*** Record extracts ***

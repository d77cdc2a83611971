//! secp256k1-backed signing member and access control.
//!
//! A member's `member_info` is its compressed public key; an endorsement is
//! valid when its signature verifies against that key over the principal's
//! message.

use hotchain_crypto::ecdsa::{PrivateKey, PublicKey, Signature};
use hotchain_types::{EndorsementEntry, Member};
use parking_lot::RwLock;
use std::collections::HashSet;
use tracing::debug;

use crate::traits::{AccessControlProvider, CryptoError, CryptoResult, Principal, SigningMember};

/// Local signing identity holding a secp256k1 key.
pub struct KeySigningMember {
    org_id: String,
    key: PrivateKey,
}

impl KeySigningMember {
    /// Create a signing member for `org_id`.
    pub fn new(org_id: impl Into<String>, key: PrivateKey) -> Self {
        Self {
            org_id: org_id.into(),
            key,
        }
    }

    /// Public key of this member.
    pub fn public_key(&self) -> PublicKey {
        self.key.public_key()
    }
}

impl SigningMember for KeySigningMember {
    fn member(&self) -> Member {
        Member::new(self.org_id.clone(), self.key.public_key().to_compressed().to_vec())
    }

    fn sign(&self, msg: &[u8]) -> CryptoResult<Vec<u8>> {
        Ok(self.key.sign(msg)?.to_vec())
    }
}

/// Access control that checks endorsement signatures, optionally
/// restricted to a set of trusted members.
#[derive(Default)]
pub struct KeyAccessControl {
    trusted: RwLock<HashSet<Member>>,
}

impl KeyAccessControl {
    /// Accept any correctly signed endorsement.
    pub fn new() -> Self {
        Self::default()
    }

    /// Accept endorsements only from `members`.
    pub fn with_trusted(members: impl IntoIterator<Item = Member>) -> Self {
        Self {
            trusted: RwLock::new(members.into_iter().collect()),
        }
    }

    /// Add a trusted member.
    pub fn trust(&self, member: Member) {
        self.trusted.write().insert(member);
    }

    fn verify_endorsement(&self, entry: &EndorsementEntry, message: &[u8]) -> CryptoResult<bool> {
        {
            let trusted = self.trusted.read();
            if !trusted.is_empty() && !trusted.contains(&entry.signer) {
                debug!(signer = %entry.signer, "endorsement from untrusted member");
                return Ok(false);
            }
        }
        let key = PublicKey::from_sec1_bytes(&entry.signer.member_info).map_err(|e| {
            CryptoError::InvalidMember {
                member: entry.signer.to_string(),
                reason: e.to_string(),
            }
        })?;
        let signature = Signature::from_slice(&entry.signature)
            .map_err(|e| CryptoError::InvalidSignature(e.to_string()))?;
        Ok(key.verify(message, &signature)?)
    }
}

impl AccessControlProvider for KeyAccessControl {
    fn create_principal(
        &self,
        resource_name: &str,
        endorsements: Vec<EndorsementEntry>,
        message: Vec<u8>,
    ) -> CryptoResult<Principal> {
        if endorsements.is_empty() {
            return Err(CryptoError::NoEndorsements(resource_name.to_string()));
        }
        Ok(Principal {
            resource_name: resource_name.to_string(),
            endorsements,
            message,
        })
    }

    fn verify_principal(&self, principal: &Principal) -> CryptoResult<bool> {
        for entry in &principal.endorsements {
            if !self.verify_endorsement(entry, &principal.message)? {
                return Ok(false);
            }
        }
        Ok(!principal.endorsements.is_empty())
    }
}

*** End of Record extracts ***
*** Record extracts ***

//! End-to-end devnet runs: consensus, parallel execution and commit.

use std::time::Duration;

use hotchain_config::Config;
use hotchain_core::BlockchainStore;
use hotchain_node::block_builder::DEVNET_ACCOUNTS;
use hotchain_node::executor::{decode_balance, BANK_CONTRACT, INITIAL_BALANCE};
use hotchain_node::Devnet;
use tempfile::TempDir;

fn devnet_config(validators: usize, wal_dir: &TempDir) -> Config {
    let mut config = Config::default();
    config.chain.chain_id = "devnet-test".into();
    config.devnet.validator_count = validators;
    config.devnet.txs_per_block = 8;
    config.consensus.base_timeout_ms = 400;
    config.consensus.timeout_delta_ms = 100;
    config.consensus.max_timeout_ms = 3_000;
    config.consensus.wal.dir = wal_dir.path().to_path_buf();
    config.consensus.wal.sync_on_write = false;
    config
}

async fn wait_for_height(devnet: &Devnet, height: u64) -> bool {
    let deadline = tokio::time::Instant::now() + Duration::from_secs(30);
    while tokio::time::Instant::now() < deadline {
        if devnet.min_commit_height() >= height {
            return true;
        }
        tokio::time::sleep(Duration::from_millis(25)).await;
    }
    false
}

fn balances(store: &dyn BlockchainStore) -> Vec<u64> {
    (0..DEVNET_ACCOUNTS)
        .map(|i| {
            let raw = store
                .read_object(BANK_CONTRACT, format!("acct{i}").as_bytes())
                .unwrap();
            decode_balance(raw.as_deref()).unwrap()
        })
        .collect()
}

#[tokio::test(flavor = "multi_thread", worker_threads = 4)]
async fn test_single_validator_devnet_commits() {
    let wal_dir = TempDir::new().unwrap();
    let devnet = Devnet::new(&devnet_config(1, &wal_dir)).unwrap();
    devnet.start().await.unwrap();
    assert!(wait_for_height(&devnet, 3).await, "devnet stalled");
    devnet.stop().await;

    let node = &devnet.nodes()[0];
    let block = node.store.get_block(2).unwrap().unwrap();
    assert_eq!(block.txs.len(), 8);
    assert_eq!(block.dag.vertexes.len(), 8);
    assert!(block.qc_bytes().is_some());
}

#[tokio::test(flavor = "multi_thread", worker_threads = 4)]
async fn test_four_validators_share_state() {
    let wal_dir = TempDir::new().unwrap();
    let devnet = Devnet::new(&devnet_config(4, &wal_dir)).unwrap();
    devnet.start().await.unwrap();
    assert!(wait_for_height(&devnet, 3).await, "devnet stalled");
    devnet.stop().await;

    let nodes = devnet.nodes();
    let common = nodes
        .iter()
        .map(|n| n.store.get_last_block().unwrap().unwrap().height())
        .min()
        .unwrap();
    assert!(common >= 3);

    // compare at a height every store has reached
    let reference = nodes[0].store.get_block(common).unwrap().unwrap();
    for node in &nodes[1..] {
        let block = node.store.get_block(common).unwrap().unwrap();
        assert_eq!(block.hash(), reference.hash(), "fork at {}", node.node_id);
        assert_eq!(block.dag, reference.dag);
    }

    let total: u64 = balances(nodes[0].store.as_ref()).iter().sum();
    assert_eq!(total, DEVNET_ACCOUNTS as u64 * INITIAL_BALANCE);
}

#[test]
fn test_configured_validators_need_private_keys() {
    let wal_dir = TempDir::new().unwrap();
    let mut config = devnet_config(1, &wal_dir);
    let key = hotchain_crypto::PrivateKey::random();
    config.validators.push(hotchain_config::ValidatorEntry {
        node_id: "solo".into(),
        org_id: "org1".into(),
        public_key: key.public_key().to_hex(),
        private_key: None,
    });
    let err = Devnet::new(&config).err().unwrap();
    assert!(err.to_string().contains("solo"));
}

*** End of Record extracts ***

__Task item__
For the string "signer", tally the lines above that contain it and give only the figure.

__Reply to the exercise__
4